UA College of Medicine Graduate Returns to Care for Children’s Hearts
Spencer Cummins was born on Aug. 20, 2014, right on time, and weighing a healthy 8 pounds, 4 ounces. But Spencer also arrived with a double knot in his umbilical cord, his skin blue from oxygen deprivation.
Doctors at Northwest Medical Center immediately contacted the pediatric cardiology team at the University of Arizona Medical Center – University Campus. Within a few hours, Michael and Pamela Cummins received devastating news. An echocardiogram showed their son had multiple heart defects. Spencer was in congestive heart failure. There was little hope he could survive.
But he has survived. And for that, his parents are immeasurably grateful to doctors at Northwest, UAMC and Phoenix Children’s Hospital, where Spencer underwent open-heart surgery when he was six days old. They also are grateful to Dr. Scott Klewer, a 1991 graduate of the UA College of Medicine, now UA professor of pediatrics and chief of the Division of Pediatric Cardiology and former chief of staff at UAMC, who has overseen Spencer's care since his birth.
"As far as we're concerned," Pamela Cummins said, "Scott saved Spencer's life."

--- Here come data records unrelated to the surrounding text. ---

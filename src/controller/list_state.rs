//! Suggestion list state
//!
//! Holds the last rendered result set, its flattened form and the keyboard
//! cursor. Position 0 means the input owns the selection; position `k`
//! selects the `k-1`th flat suggestion.

use crate::label::format_label;
use crate::suggestion::{Suggestion, SuggestionSet};
use crate::view::{DropdownView, Row};

#[derive(Debug, Default)]
pub struct SuggestionListState {
    set: SuggestionSet,
    flat: Vec<Suggestion>,
    position: usize,
}

impl SuggestionListState {
    pub fn new() -> Self {
        Self::default()
    }

    /// Replace the result set and re-render every section it contains
    pub fn rebuild<V: DropdownView>(&mut self, set: SuggestionSet, query: &str, view: &mut V) {
        self.set_position(0, view);
        self.flat = set.flatten();
        view.set_active(!self.flat.is_empty());

        for section in set.sections() {
            let rows = section
                .items
                .iter()
                .map(|item| Row {
                    label: format_label(&section.kind, query, item),
                    href: item.href.clone(),
                })
                .collect();
            view.render_section(&section.kind, rows);
        }

        log::debug!("Rendered {} suggestions for {:?}", self.flat.len(), query);
        self.set = set;
    }

    /// Back to the initial empty state
    pub fn reset<V: DropdownView>(&mut self, view: &mut V) {
        self.set_position(0, view);
        self.set = SuggestionSet::new();
        self.flat.clear();
        view.clear_rows();
        view.set_active(false);
    }

    /// Move the cursor by `step`, wrapping over `0..=N`
    pub fn cycle<V: DropdownView>(&mut self, step: isize, view: &mut V) {
        let modulus = self.flat.len() as i64 + 1;
        let next = (self.position as i64 + step as i64).rem_euclid(modulus);
        self.set_position(next as usize, view);
    }

    fn set_position<V: DropdownView>(&mut self, position: usize, view: &mut V) {
        self.position = position;
        view.mark_selected(position.checked_sub(1));
    }

    /// Suggestion under the cursor, if any
    pub fn pick_active(&self) -> Option<&Suggestion> {
        if self.position == 0 {
            return None;
        }

        let index = self.position - 1;
        let suggestion = self.flat.get(index);
        if suggestion.is_none() {
            log::error!(
                "Index {} is out of bounds for {} suggestions",
                index,
                self.flat.len()
            );
        }
        suggestion
    }

    pub fn position(&self) -> usize {
        self.position
    }

    pub fn suggestions(&self) -> &[Suggestion] {
        &self.flat
    }

    pub fn set(&self) -> &SuggestionSet {
        &self.set
    }

    pub fn len(&self) -> usize {
        self.flat.len()
    }

    pub fn is_empty(&self) -> bool {
        self.flat.is_empty()
    }
}

#[cfg(test)]
#[path = "list_state_tests.rs"]
mod list_state_tests;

Klewer grew up in Tempe and did his undergraduate work at Arizona State University. He wanted to be a doctor in part because of his father, who died from testicular cancer when Scott was a year old. In high school, he developed "a deep appreciation for biomedical research," inspired by a story his mother, a nurse, brought home about how researchers had found a cancer drug, cisplatin, that was revolutionizing the treatment of testicular cancer.
"I wanted to make a difference like that," Klewer recalled. "I found myself gravitating toward something heart-related during my basic science years. I did some research and really fell in love with the cardiovascular system."
He also wanted to work with children, so on the advice of his UA mentors, he did his residency and fellowship at the University of Iowa, known for its outstanding pediatric cardiology and research programs.
It was a big adjustment for Scott and his wife, Julie, who married after his first year of medical school. Snowy winters were fun at first, especially for their sons, Jake and Matt, who were born in Iowa City. But when Dr. Fayez Ghishan, then the new head of the UA pediatrics program, offered Scott a faculty appointment 1996, the offer was quickly accepted.
Fast forward to today, Julie Klewer is a CPA, Matt is a sophomore at Duke University, and Jake started medical school at the UA College of Medicine – Tucson last August.
Twenty years ago, said Klewer, there were few options for a baby born with the kinds of congenital heart defects Spencer was born with. Today, about 90 percent of babies affected by congenital heart disease are expected to live into adulthood.
"A lot of what we do in pediatric cardiology today is to palliate complex congenital heart disease, because a true cure may not be possible," he said. "But we are providing this care in a much better way than we could before."
That's largely due to research, including Klewer’s studies of heart valve development and defects such as Spencer's – research supported by the National Institutes of Health and the American Heart Association. Klewer also is a researcher with the UA Sarver Heart Center, where he is the Peggy M. Barrett Endowed Chair for Congenital Heart Disease in Adults, and the UA Steele Children’s Research Center.
Klewer sees Spencer in clinic every two or three weeks. Earlier this month, he and the Cummins family – including Spencer's 3-year-old brother Liam – met to talk about Spencer's progress.
"You were very clear with us at the beginning that things weren't looking good for Spencer, but you also told us there was hope," Pamela Cummins told Klewer. "That meant a lot to us. We knew that with you overseeing his care, that we had a lot going for us during that awful time."
"And you guys were great," Klewer told the parents. "You have faced some really tough days. There was an overwhelming amount of information for you to grasp, and you took it all in stride. You were fantastic."
Smiles lit up the room as Klewer held Spencer in his arms. Spencer tugged on his doctor's stethoscope – the sort of thing any 5-month-old would do. But this time, it's amazing.
"This kid's a rock star," Klewer said.
And yet, Spencer's battle isn’t over. He undoubtedly faces more surgery. He is small for his age, not unusual for a baby with heart defects. But now he is breathing on his own, drinking from a bottle and intrigued by the people and things around him. That's more than Pamela and Michael Cummins dared hope for five months ago.
"We call him our miracle baby," Michael Cummins says. "We have had people praying for him all the time, and we are confident these prayers are being answered."
"It's hard to say what his future is going to be," Cummins said. "But right now, we're so happy to have him where we have him."